• Instructions to follow:
Whenever the string "RegionSnippet" turns up in a line below, that line should be copied.

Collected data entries

BEGIN

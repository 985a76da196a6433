use serde::{Deserialize, Deserializer};

use crate::model::VideoRecord;

const UNKNOWN_TITLE: &str = "Unknown Title";

/// videos.list 返回的单个视频，仅保留用到的字段
#[derive(Debug, Deserialize)]
pub struct VideoItem {
    pub id: String,
    #[serde(default)]
    pub snippet: VideoSnippet,
    #[serde(default)]
    pub statistics: Statistics,
}

#[derive(Debug, Default, Deserialize)]
pub struct VideoSnippet {
    pub title: Option<String>,
}

/// 统计数据在接口中以字符串形式返回，作者可以隐藏点赞数，评论关闭时也没有评论数
#[derive(Debug, Default, Deserialize)]
#[serde(rename_all = "camelCase")]
pub struct Statistics {
    #[serde(default, deserialize_with = "count_from_str")]
    pub view_count: Option<u64>,
    #[serde(default, deserialize_with = "count_from_str")]
    pub like_count: Option<u64>,
    #[serde(default, deserialize_with = "count_from_str")]
    pub comment_count: Option<u64>,
}

fn count_from_str<'de, D>(deserializer: D) -> std::result::Result<Option<u64>, D::Error>
where
    D: Deserializer<'de>,
{
    #[derive(Deserialize)]
    #[serde(untagged)]
    enum Raw {
        Text(String),
        Number(u64),
    }
    Option::<Raw>::deserialize(deserializer)?
        .map(|raw| match raw {
            Raw::Text(s) => s.parse::<u64>().map_err(serde::de::Error::custom),
            Raw::Number(n) => Ok(n),
        })
        .transpose()
}

impl From<VideoItem> for VideoRecord {
    fn from(item: VideoItem) -> Self {
        VideoRecord {
            video_id: item.id,
            view_count: item.statistics.view_count.unwrap_or_default(),
            title: item.snippet.title.unwrap_or_else(|| UNKNOWN_TITLE.to_owned()),
            likes: item.statistics.like_count.unwrap_or_default(),
            comments: item.statistics.comment_count.unwrap_or_default(),
        }
    }
}

#[cfg(test)]
mod tests {
    use serde_json::json;

    use super::*;

    #[test]
    fn test_parse_video_item() {
        let item: VideoItem = serde_json::from_value(json!({
            "kind": "youtube#video",
            "id": "dQw4w9WgXcQ",
            "snippet": {
                "publishedAt": "2009-10-25T06:57:33Z",
                "title": "Never Gonna Give You Up",
                "channelTitle": "Rick Astley"
            },
            "statistics": {
                "viewCount": "1500000000",
                "likeCount": "17000000",
                "commentCount": "2300000"
            }
        }))
        .unwrap();
        let record = VideoRecord::from(item);
        assert_eq!(record.video_id, "dQw4w9WgXcQ");
        assert_eq!(record.view_count, 1_500_000_000);
        assert_eq!(record.likes, 17_000_000);
        assert_eq!(record.comments, 2_300_000);
        assert_eq!(record.title, "Never Gonna Give You Up");
    }

    #[test]
    fn test_missing_statistics_default_to_zero() {
        let item: VideoItem = serde_json::from_value(json!({
            "id": "abc",
            "statistics": {"viewCount": "42"}
        }))
        .unwrap();
        let record = VideoRecord::from(item);
        assert_eq!(record.view_count, 42);
        assert_eq!(record.likes, 0);
        assert_eq!(record.comments, 0);
        assert_eq!(record.title, UNKNOWN_TITLE);
    }

    #[test]
    fn test_malformed_count_is_rejected() {
        let res = serde_json::from_value::<VideoItem>(json!({
            "id": "abc",
            "statistics": {"viewCount": "many"}
        }));
        assert!(res.is_err());
    }
}
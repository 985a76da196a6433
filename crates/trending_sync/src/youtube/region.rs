use anyhow::Result;
use reqwest::Method;
use serde::Deserialize;

use crate::youtube::{Cost, ListResponse, ResponseExt, YoutubeClient};

/// 平台支持的内容地区，id 为两位的地区代码
#[derive(Debug, Clone, PartialEq, Eq)]
pub struct Region {
    pub id: String,
    pub name: String,
}

impl<'de> Deserialize<'de> for Region {
    fn deserialize<D>(deserializer: D) -> std::result::Result<Self, D::Error>
    where
        D: serde::Deserializer<'de>,
    {
        #[derive(Deserialize)]
        struct RegionRaw {
            id: String,
            snippet: RegionSnippet,
        }
        #[derive(Deserialize)]
        struct RegionSnippet {
            name: String,
        }
        let raw = RegionRaw::deserialize(deserializer)?;
        Ok(Region {
            id: raw.id,
            name: raw.snippet.name,
        })
    }
}

impl YoutubeClient {
    /// 获取所有支持的地区，cost = 1
    pub async fn get_regions(&self) -> Result<Vec<Region>> {
        let res = self
            .request(Method::GET, "i18nRegions", Cost::List)
            .query(&[("part", "snippet")])
            .send()
            .await?
            .validated_json()
            .await?;
        Ok(ListResponse::<Region>::from_value(res, "i18nRegions.list")?.items)
    }
}
//! Dining table management.

pub mod service;

pub use service::TableService;
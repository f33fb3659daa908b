//! Axum extractors.

pub mod auth;
pub mod json;

pub use auth::AuthPrincipal;
pub use json::ApiJson;
//! Employee account entity model.

use chrono::{DateTime, Utc};
use serde::{Deserialize, Serialize};
use sqlx::FromRow;
use uuid::Uuid;

/// A restaurant employee account.
///
/// Employees authenticate with their name and a numeric PIN, scoped to a
/// single restaurant. Names are unique per restaurant.
#[derive(Debug, Clone, Serialize, Deserialize, FromRow)]
pub struct Employee {
    /// Unique employee identifier.
    pub id: Uuid,
    /// The restaurant this employee belongs to.
    pub restaurant_id: Uuid,
    /// Login name (unique within the restaurant).
    pub name: String,
    /// Salted Argon2id PIN hash. Never serialized to API responses.
    #[serde(skip_serializing)]
    pub pin_hash: String,
    /// When the account was created.
    pub created_at: DateTime<Utc>,
    /// When the account was last updated.
    pub updated_at: DateTime<Utc>,
}
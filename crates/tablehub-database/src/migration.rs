//! Database migration runner.

use sqlx::PgPool;
use tracing::info;

use tablehub_core::error::{AppError, ErrorKind};

/// Run all pending database migrations.
pub async fn run_migrations(pool: &PgPool) -> Result<(), AppError> {
    info!("Running database migrations...");

    sqlx::migrate!("../../migrations")
        .run(pool)
        .await
        .map_err(|e| {
            AppError::with_source(
                ErrorKind::Database,
                format!("Failed to run migrations: {e}"),
                e,
            )
        })?;

    info!("Database migrations completed successfully");
    Ok(())
}
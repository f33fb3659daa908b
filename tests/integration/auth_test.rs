//! Integration tests for the signup, login, and logout flows.

use chrono::Duration;
use http::StatusCode;

use crate::helpers::TestApp;

#[tokio::test]
async fn test_signup_creates_account_consumes_invite_and_sets_cookie() {
    let Some(app) = TestApp::new().await else {
        return;
    };
    app.seed_invite("SIGNUP1", Duration::hours(1)).await;

    let response = app
        .signup("owner@example.com", "Str0ngP@ssw0rd!", "SIGNUP1")
        .await;

    assert_eq!(response.status, StatusCode::OK, "{:?}", response.body);
    assert_eq!(
        response.body.get("email").and_then(|v| v.as_str()),
        Some("owner@example.com")
    );
    let token = response.session_token().expect("No session cookie set");

    let owner_id = app
        .owner_id_by_email("owner@example.com")
        .await
        .expect("Owner row missing");
    assert_eq!(app.invite_used_by("SIGNUP1").await, Some(owner_id));
    assert_eq!(app.session_count(owner_id).await, 1);

    // The cookie authenticates immediately.
    let me = app.request("GET", "/auth/me", None, Some(&token)).await;
    assert_eq!(me.status, StatusCode::OK);
    assert_eq!(
        me.body.get("email").and_then(|v| v.as_str()),
        Some("owner@example.com")
    );
}

#[tokio::test]
async fn test_signup_with_consumed_invite_creates_nothing() {
    let Some(app) = TestApp::new().await else {
        return;
    };
    app.seed_invite("USED1", Duration::hours(1)).await;

    let first = app.signup("first@example.com", "Str0ngP@ssw0rd!", "USED1").await;
    assert_eq!(first.status, StatusCode::OK);

    let second = app
        .signup("second@example.com", "Str0ngP@ssw0rd!", "USED1")
        .await;

    assert_eq!(second.status, StatusCode::CONFLICT);
    assert_eq!(
        second.body.get("error").and_then(|v| v.as_str()),
        Some("invite code has already been used")
    );
    assert!(app.owner_id_by_email("second@example.com").await.is_none());
}

#[tokio::test]
async fn test_signup_with_expired_invite_is_rejected() {
    let Some(app) = TestApp::new().await else {
        return;
    };
    app.seed_invite("STALE1", Duration::hours(-1)).await;

    let response = app
        .signup("late@example.com", "Str0ngP@ssw0rd!", "STALE1")
        .await;

    assert_eq!(response.status, StatusCode::CONFLICT);
    assert_eq!(
        response.body.get("error").and_then(|v| v.as_str()),
        Some("invite code has expired")
    );
    assert!(app.owner_id_by_email("late@example.com").await.is_none());
}

#[tokio::test]
async fn test_login_wrong_password_issues_no_session() {
    let Some(app) = TestApp::new().await else {
        return;
    };
    app.seed_invite("LOGIN1", Duration::hours(1)).await;
    app.signup("login@example.com", "Str0ngP@ssw0rd!", "LOGIN1")
        .await;
    let owner_id = app.owner_id_by_email("login@example.com").await.unwrap();
    let sessions_before = app.session_count(owner_id).await;

    let response = app
        .request(
            "POST",
            "/auth/login",
            Some(serde_json::json!({
                "email": "login@example.com",
                "password": "wrong-password",
            })),
            None,
        )
        .await;

    // Indistinguishable from an unknown account.
    assert_eq!(response.status, StatusCode::NOT_FOUND);
    assert!(response.session_token().is_none());
    assert_eq!(app.session_count(owner_id).await, sessions_before);

    let ok = app
        .request(
            "POST",
            "/auth/login",
            Some(serde_json::json!({
                "email": "login@example.com",
                "password": "Str0ngP@ssw0rd!",
            })),
            None,
        )
        .await;
    assert_eq!(ok.status, StatusCode::OK);
    assert!(ok.session_token().is_some());
}

#[tokio::test]
async fn test_login_missing_fields_is_bad_request() {
    let Some(app) = TestApp::new().await else {
        return;
    };

    let response = app
        .request("POST", "/auth/login", Some(serde_json::json!({})), None)
        .await;

    assert_eq!(response.status, StatusCode::BAD_REQUEST);
}

#[tokio::test]
async fn test_logout_deletes_session_row() {
    let Some(app) = TestApp::new().await else {
        return;
    };
    app.seed_invite("LOGOUT1", Duration::hours(1)).await;
    let signup = app
        .signup("logout@example.com", "Str0ngP@ssw0rd!", "LOGOUT1")
        .await;
    let token = signup.session_token().unwrap();
    let owner_id = app.owner_id_by_email("logout@example.com").await.unwrap();

    let response = app.request("POST", "/auth/logout", None, Some(&token)).await;

    assert_eq!(response.status, StatusCode::OK);
    assert_eq!(response.body.get("success").and_then(|v| v.as_bool()), Some(true));
    let clear = response.set_cookie.expect("No deletion cookie");
    assert!(clear.contains("Max-Age=0"));
    assert_eq!(app.session_count(owner_id).await, 0);

    // The old token no longer authenticates.
    let me = app.request("GET", "/auth/me", None, Some(&token)).await;
    assert_eq!(me.status, StatusCode::FOUND);
}

#[tokio::test]
async fn test_logout_without_cookie_is_bad_request() {
    let Some(app) = TestApp::new().await else {
        return;
    };

    let response = app.request("POST", "/auth/logout", None, None).await;

    assert_eq!(response.status, StatusCode::BAD_REQUEST);
}
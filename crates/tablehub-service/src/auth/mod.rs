//! Authentication service.

pub mod service;

pub use service::{AuthOutcome, AuthService};
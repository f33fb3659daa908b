//! Invite code gate: classification and consumption.

use std::sync::Arc;

use chrono::{DateTime, Utc};

use tablehub_core::error::AppError;
use tablehub_core::result::AppResult;
use tablehub_database::repositories::invite::InviteRepository;
use tablehub_entity::invite::InviteCode;
use uuid::Uuid;

/// Classification of an invite code at check time.
///
/// Ordering is fixed: existence, then consumption, then expiry. A consumed
/// code reports `Consumed` even when it is also past expiry, because
/// consumption is permanent.
#[derive(Debug, Clone, PartialEq)]
pub enum InviteCheck {
    /// No such code exists.
    Missing,
    /// The code has already been consumed.
    Consumed,
    /// The code is past its expiry and was never consumed.
    Expired,
    /// The code can be consumed right now.
    Usable(InviteCode),
}

/// Gate governing signup eligibility via invite codes.
#[derive(Debug, Clone)]
pub struct InviteGate {
    invite_repo: Arc<InviteRepository>,
}

impl InviteGate {
    /// Create a new invite gate.
    pub fn new(invite_repo: Arc<InviteRepository>) -> Self {
        Self { invite_repo }
    }

    /// Classify a code as of now.
    pub async fn check(&self, code: &str) -> AppResult<InviteCheck> {
        let invite = self.invite_repo.find_by_code(code).await?;
        Ok(classify(invite, Utc::now()))
    }

    /// Consume a code that was observed `Usable`.
    ///
    /// The repository performs a conditional update, so a concurrent signup
    /// racing past the check loses here and gets a `Conflict`.
    pub async fn consume(&self, code: &str, consumer_id: Uuid) -> AppResult<()> {
        if self.invite_repo.consume(code, consumer_id).await? {
            Ok(())
        } else {
            Err(AppError::conflict("invite code has already been used"))
        }
    }
}

/// Pure classification over an optional invite row and the current time.
fn classify(invite: Option<InviteCode>, now: DateTime<Utc>) -> InviteCheck {
    let Some(invite) = invite else {
        return InviteCheck::Missing;
    };
    if invite.is_consumed() {
        return InviteCheck::Consumed;
    }
    if invite.is_expired_at(now) {
        return InviteCheck::Expired;
    }
    InviteCheck::Usable(invite)
}
//! Employee account management.

pub mod service;

pub use service::AccountService;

END

• Answer box:
            snippet: RegionSnippet,
        struct RegionSnippet {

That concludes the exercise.